田辺は「それも考えてみましょう」と言った。

 

  翌週の月曜日の昼休憩から隣の美術部に部員が集まって会合が開かれているのがわかった。2日後、田辺がデザイン帳を片手に佑子を訪ねてきた。

 「部員たちのアイデアから三枚ほど素描ですけど書いてみました」と言って一枚づつ拡げて見せた。

 「イエスの裁判の模様を描くと誕生の場が遊離した話になってしまうし。誕生の場面を描くと、イエスが裁判から磔の刑と進んでいってしまい、運命に翻弄された人となってしまって和太鼓クラブが表現しようとする作品と違う内容になってしまうことに気がつきました」続けて「2部の最初から終わりまで掲げられても納得の画となると神に信頼され救世主になることを願われているイエス像を描くしかないと気がつきました。それがこの絵です。”上部に明るい分が神の存在、そこから降り注いてくる光線。それを受けて輝く1人の若者。光に向かって大きく両手を拡げている。顔は希望に満ち前進しようとする”。それがこの絵です。最後の刑場で息を引き取る時、神殿の幕が下に向かって裂けた。という場面は前もって上部に細工をしておいて両サイドからヒモを強く引いて二つ裂くことにしようと思っています」と言ってデザイン帳の素描を見せた。

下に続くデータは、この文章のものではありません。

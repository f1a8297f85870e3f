//! Emission backends
//!
//! A backend lowers instructions one at a time into some output. Two are
//! provided:
//!
//! - [`CppBackend`] - C++ statements for the device `setup()` body
//! - [`LibraryManifest`] - PlatformIO `lib_deps` entries

use alloc::string::String;
use core::fmt::{self, Write};

use super::instruction::Instruction;
use super::program::Program;
use crate::config::{
    ConfigTree, Value, CONF_DISABLED_BY_DEFAULT, CONF_ICON, CONF_NAME, CONF_UPDATE_INTERVAL,
};

/// Lowers instructions into an output
pub trait Backend {
    /// Lower a single instruction
    fn emit(&mut self, instruction: &Instruction) -> fmt::Result;

    /// Lower a whole program in emission order
    fn lower(&mut self, program: &Program) -> fmt::Result {
        for instruction in program.iter() {
            self.emit(instruction)?;
        }
        Ok(())
    }
}

/// C++ statement backend
pub struct CppBackend<W> {
    out: W,
}

impl<W: Write> CppBackend<W> {
    pub fn new(out: W) -> Self {
        Self { out }
    }

    pub fn into_inner(self) -> W {
        self.out
    }

    fn register(&mut self, target: &str, config: &ConfigTree) -> fmt::Result {
        writeln!(self.out, "App.register_component({});", target)?;
        for (key, method) in [(CONF_NAME, "set_name"), (CONF_ICON, "set_icon")] {
            if let Some(text) = config.get_str(key) {
                write!(self.out, "{}->{}(", target, method)?;
                write_value(&mut self.out, &Value::Str(String::from(text)))?;
                writeln!(self.out, ");")?;
            }
        }
        if config.get_bool(CONF_DISABLED_BY_DEFAULT) == Some(true) {
            writeln!(self.out, "{}->set_disabled_by_default(true);", target)?;
        }
        if let Some(ms) = config.get_duration_ms(CONF_UPDATE_INTERVAL) {
            writeln!(self.out, "{}->set_update_interval({});", target, ms)?;
        }
        Ok(())
    }
}

impl<W: Write> Backend for CppBackend<W> {
    fn emit(&mut self, instruction: &Instruction) -> fmt::Result {
        match instruction {
            Instruction::Declare {
                target,
                class,
                args,
            } => {
                write!(self.out, "auto *{} = new {}(", target, class)?;
                write_args(&mut self.out, args)?;
                writeln!(self.out, ");")
            }
            Instruction::SetFields {
                target,
                method,
                values,
            } => {
                write!(self.out, "{}->{}(", target, method.name())?;
                write_args(&mut self.out, values)?;
                writeln!(self.out, ");")
            }
            Instruction::RegisterManaged { target, config } => {
                self.register(target.as_str(), config)
            }
            Instruction::Wire {
                parent,
                method,
                child,
            } => writeln!(self.out, "{}->{}({});", parent, method.name(), child),
            // Libraries are not statements
            Instruction::AddDependency(_) => Ok(()),
        }
    }
}

/// PlatformIO `lib_deps` backend
pub struct LibraryManifest<W> {
    out: W,
    header_written: bool,
}

impl<W: Write> LibraryManifest<W> {
    pub fn new(out: W) -> Self {
        Self {
            out,
            header_written: false,
        }
    }

    pub fn into_inner(self) -> W {
        self.out
    }
}

impl<W: Write> Backend for LibraryManifest<W> {
    fn emit(&mut self, instruction: &Instruction) -> fmt::Result {
        let Instruction::AddDependency(dep) = instruction else {
            return Ok(());
        };
        if !self.header_written {
            writeln!(self.out, "lib_deps =")?;
            self.header_written = true;
        }
        writeln!(self.out, "    {}", dep)
    }
}

/// Render a program as C++ statements
pub fn render_cpp(program: &Program) -> Result<String, fmt::Error> {
    let mut backend = CppBackend::new(String::new());
    backend.lower(program)?;
    Ok(backend.into_inner())
}

/// Render a program's libraries as a `lib_deps` block
pub fn render_lib_deps(program: &Program) -> Result<String, fmt::Error> {
    let mut backend = LibraryManifest::new(String::new());
    backend.lower(program)?;
    Ok(backend.into_inner())
}

fn write_args<W: Write>(out: &mut W, args: &[Value]) -> fmt::Result {
    for (i, arg) in args.iter().enumerate() {
        if i > 0 {
            out.write_str(", ")?;
        }
        write_value(out, arg)?;
    }
    Ok(())
}

fn write_value<W: Write>(out: &mut W, value: &Value) -> fmt::Result {
    match value {
        Value::Bool(b) => out.write_str(if *b { "true" } else { "false" }),
        Value::Duration(ms) => write!(out, "{}", ms),
        Value::Id(id) => out.write_str(id),
        Value::Str(s) => {
            out.write_char('"')?;
            for c in s.chars() {
                match c {
                    '"' => out.write_str("\\\"")?,
                    '\\' => out.write_str("\\\\")?,
                    '\n' => out.write_str("\\n")?,
                    c => out.write_char(c)?,
                }
            }
            out.write_char('"')
        }
        Value::List(items) => {
            out.write_char('{')?;
            write_args(out, items)?;
            out.write_char('}')
        }
        // Nested trees never reach a constructor or setter
        Value::Tree(_) => out.write_str("{}"),
    }
}

#[cfg(test)]
mod tests {
    use super::*;
    use crate::codegen::{ClassPath, Method, ObjectRef};
    use crate::config::parse_id;
    use crate::deps::DependencyDescriptor;
    use alloc::vec;

    fn obj(id: &str) -> ObjectRef {
        ObjectRef::new(parse_id(id).unwrap())
    }

    fn sample_program() -> Program {
        let mut program = Program::new();
        program.push(Instruction::AddDependency(DependencyDescriptor::versioned(
            "esphome/ESPAsyncTCP-esphome",
            "1.2.3",
        )));
        program.declare(
            obj("vane"),
            ClassPath::new("panasonic_ir", "PanasonicACSelect"),
            vec![Value::str_list(&["top", "auto"])],
        );
        program.push(Instruction::RegisterManaged {
            target: obj("vane"),
            config: ConfigTree::new()
                .with(CONF_NAME, Value::Str(String::from("Vane \"V\"")))
                .with(CONF_UPDATE_INTERVAL, Value::Duration(60_000)),
        });
        program.push(Instruction::SetFields {
            target: obj("ac"),
            method: Method::new("set_supported_swing_modes"),
            values: vec![Value::Bool(true)],
        });
        program.push(Instruction::Wire {
            parent: obj("ac"),
            method: Method::new("set_vertical_vane_select"),
            child: obj("vane"),
        });
        program
    }

    #[test]
    fn test_cpp_lowering() {
        let cpp = render_cpp(&sample_program()).unwrap();
        let lines: vec::Vec<&str> = cpp.lines().collect();

        assert_eq!(
            lines,
            [
                "auto *vane = new panasonic_ir::PanasonicACSelect({\"top\", \"auto\"});",
                "App.register_component(vane);",
                "vane->set_name(\"Vane \\\"V\\\"\");",
                "vane->set_update_interval(60000);",
                "ac->set_supported_swing_modes(true);",
                "ac->set_vertical_vane_select(vane);",
            ]
        );
    }

    #[test]
    fn test_entity_fields_lowering() {
        let mut program = Program::new();
        program.push(Instruction::RegisterManaged {
            target: obj("vane"),
            config: ConfigTree::new()
                .with(CONF_NAME, Value::Str(String::from("Vane")))
                .with(CONF_ICON, Value::Str(String::from("mdi:arrow-up-down")))
                .with(CONF_DISABLED_BY_DEFAULT, Value::Bool(true)),
        });
        program.push(Instruction::RegisterManaged {
            target: obj("shown"),
            config: ConfigTree::new().with(CONF_DISABLED_BY_DEFAULT, Value::Bool(false)),
        });

        let cpp = render_cpp(&program).unwrap();
        let lines: vec::Vec<&str> = cpp.lines().collect();
        assert_eq!(
            lines,
            [
                "App.register_component(vane);",
                "vane->set_name(\"Vane\");",
                "vane->set_icon(\"mdi:arrow-up-down\");",
                "vane->set_disabled_by_default(true);",
                "App.register_component(shown);",
            ]
        );
    }

    #[test]
    fn test_lib_deps_lowering() {
        let manifest = render_lib_deps(&sample_program()).unwrap();
        assert_eq!(manifest, "lib_deps =\n    esphome/ESPAsyncTCP-esphome@1.2.3\n");
    }

    #[test]
    fn test_lib_deps_empty_without_dependencies() {
        let manifest = render_lib_deps(&Program::new()).unwrap();
        assert!(manifest.is_empty());
    }
}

 絵をみた瞬間、佑子の脳裏に次の第3部の画のアイデアが浮かんだ。

『真っ暗闇の中、片端の2人打ちの1台の中太鼓がゆっくりしたリズムを奏で始める。時間が経過するにしたがって2台、3台、4台と増える。舞台の照明の明るさも増してくる。中太鼓に加え小太鼓がなり響いてゆく。最後の場面は大太鼓も加わり全員参加しての演奏となる。エンディングは全員参加の演武が続いているなか舞台の照明が段々と暗くなる。逆に2部にイエスの姿が描かれて吊るされていた白い幕の上部に丸い光の輪が現れ段々と明るくなってゆく。それに連れて舞台の太鼓演武者の顔がわかるまての明るさに復帰されてエンディングとなる。

 

 7月31日は暑い日だった。明日から8月。瞬く間に7月が終わった。運動部の対外試合も終盤になって、3年生は模試や過去問題など本格的受験に進み始める。

 和太鼓クラブも1部、2部、3部ごとに分かれての練習計画は2年生が主体になって1年生の部員の技能向上に重点がおかれた。

 実際各部でも全員揃っての練習は望めなく映像や音の録画や録音などが練習の大きな助けとなった。